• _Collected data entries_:
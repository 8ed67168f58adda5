use actix_web::middleware::NormalizePath;
use actix_web::web::Data;
use actix_web::{App, HttpServer};
use dotenvy::dotenv;
use std::sync::Arc;
use tokio::sync::watch;

mod api;
mod config;
mod db;
mod docs;
mod error;
mod identity;
mod model;
mod routes;
mod store;
mod utils;
mod voting;

use config::Config;
use db::{ensure_schema, init_db};

use crate::docs::ApiDoc;
use crate::store::{LogBook, MemoryLogBook, MemoryVoteStore, MySqlLogBook, MySqlVoteStore, VoteStore};
use crate::voting::{DayOffService, announce, sweeper};
use tracing::{info, warn};
use tracing_appender::rolling;
use utoipa::OpenApi;
use utoipa_swagger_ui::SwaggerUi;

#[actix_web::main]
async fn main() -> anyhow::Result<()> {
    dotenv().ok();

    // Rolling daily log
    let log_dir = std::env::var("LOG_DIR").unwrap_or_else(|_| "logs".to_string());
    let file_appender = rolling::daily(log_dir, "dayoff.log");
    let (non_blocking, _guard) = tracing_appender::non_blocking(file_appender);

    tracing_subscriber::fmt()
        .with_writer(non_blocking)
        .with_max_level(tracing::Level::DEBUG)
        .with_ansi(false)
        .with_target(false)
        .with_level(true)
        .with_thread_ids(false)
        .with_thread_names(false)
        .pretty()
        .init();

    let config = Config::from_env();
    info!(addr = %config.server_addr, "Server starting...");

    let (store, log_book): (Arc<dyn VoteStore>, Arc<dyn LogBook>) = match &config.database_url {
        Some(url) => {
            let pool = init_db(url, config.store_timeout).await?;
            ensure_schema(&pool).await?;
            (
                Arc::new(MySqlVoteStore::new(pool.clone(), config.store_timeout)),
                Arc::new(MySqlLogBook::new(pool, config.store_timeout)),
            )
        }
        None => {
            warn!("DATABASE_URL not set, day-off requests are kept in memory only");
            (Arc::new(MemoryVoteStore::new()), Arc::new(MemoryLogBook::new()))
        }
    };

    let announcer = Arc::from(announce::from_config(&config)?);
    let service = Arc::new(DayOffService::new(store, log_book, announcer, &config));

    let (shutdown_tx, shutdown_rx) = watch::channel(false);
    let sweeper_handle = actix_web::rt::spawn(sweeper::run(
        service.clone(),
        config.sweep_interval,
        shutdown_rx,
    ));

    let server_addr = config.server_addr.clone();
    let routes_config = config.clone();

    HttpServer::new(move || {
        App::new()
            .wrap(actix_web::middleware::Logger::default())
            .wrap(NormalizePath::trim())
            .service(
                SwaggerUi::new("/swagger-ui/{_:.*}")
                    .url("/api-doc/openapi.json", ApiDoc::openapi()),
            )
            .app_data(Data::from(service.clone()))
            .configure(|cfg| routes::configure(cfg, routes_config.clone()))
    })
    .bind(server_addr)?
    .run()
    .await?;

    info!("Server stopped, shutting down sweeper");
    let _ = shutdown_tx.send(true);
    if let Err(e) = sweeper_handle.await {
        warn!(error = %e, "Sweeper task ended abnormally");
    }

    Ok(())
}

• _Task objective_:
The full data, repeated exactly, is the only acceptable output.

• _Task result_:
repository 8ed67168f58adda5
use actix_web::middleware::NormalizePath;
use actix_web::web::Data;
use actix_web::{App, HttpServer};
use dotenvy::dotenv;
use std::sync::Arc;
use tokio::sync::watch;

mod api;
mod config;
mod db;
mod docs;
mod error;
mod identity;
mod model;
mod routes;
mod store;
mod utils;
mod voting;

use config::Config;
use db::{ensure_schema, init_db};

use crate::docs::ApiDoc;
use crate::store::{LogBook, MemoryLogBook, MemoryVoteStore, MySqlLogBook, MySqlVoteStore, VoteStore};
use crate::voting::{DayOffService, announce, sweeper};
use tracing::{info, warn};
use tracing_appender::rolling;
use utoipa::OpenApi;
use utoipa_swagger_ui::SwaggerUi;

#[actix_web::main]
async fn main() -> anyhow::Result<()> {
    dotenv().ok();

    // Rolling daily log
    let log_dir = std::env::var("LOG_DIR").unwrap_or_else(|_| "logs".to_string());
    let file_appender = rolling::daily(log_dir, "dayoff.log");
    let (non_blocking, _guard) = tracing_appender::non_blocking(file_appender);

    tracing_subscriber::fmt()
        .with_writer(non_blocking)
        .with_max_level(tracing::Level::DEBUG)
        .with_ansi(false)
        .with_target(false)
        .with_level(true)
        .with_thread_ids(false)
        .with_thread_names(false)
        .pretty()
        .init();

    let config = Config::from_env();
    info!(addr = %config.server_addr, "Server starting...");

    let (store, log_book): (Arc<dyn VoteStore>, Arc<dyn LogBook>) = match &config.database_url {
        Some(url) => {
            let pool = init_db(url, config.store_timeout).await?;
            ensure_schema(&pool).await?;
            (
                Arc::new(MySqlVoteStore::new(pool.clone(), config.store_timeout)),
                Arc::new(MySqlLogBook::new(pool, config.store_timeout)),
            )
        }
        None => {
            warn!("DATABASE_URL not set, day-off requests are kept in memory only");
            (Arc::new(MemoryVoteStore::new()), Arc::new(MemoryLogBook::new()))
        }
    };

    let announcer = Arc::from(announce::from_config(&config)?);
    let service = Arc::new(DayOffService::new(store, log_book, announcer, &config));

    let (shutdown_tx, shutdown_rx) = watch::channel(false);
    let sweeper_handle = actix_web::rt::spawn(sweeper::run(
        service.clone(),
        config.sweep_interval,
        shutdown_rx,
    ));

    let server_addr = config.server_addr.clone();
    let routes_config = config.clone();

    HttpServer::new(move || {
        App::new()
            .wrap(actix_web::middleware::Logger::default())
            .wrap(NormalizePath::trim())
            .service(
                SwaggerUi::new("/swagger-ui/{_:.*}")
                    .url("/api-doc/openapi.json", ApiDoc::openapi()),
            )
            .app_data(Data::from(service.clone()))
            .configure(|cfg| routes::configure(cfg, routes_config.clone()))
    })
    .bind(server_addr)?
    .run()
    .await?;

    info!("Server stopped, shutting down sweeper");
    let _ = shutdown_tx.send(true);
    if let Err(e) = sweeper_handle.await {
        warn!(error = %e, "Sweeper task ended abnormally");
    }

    Ok(())
}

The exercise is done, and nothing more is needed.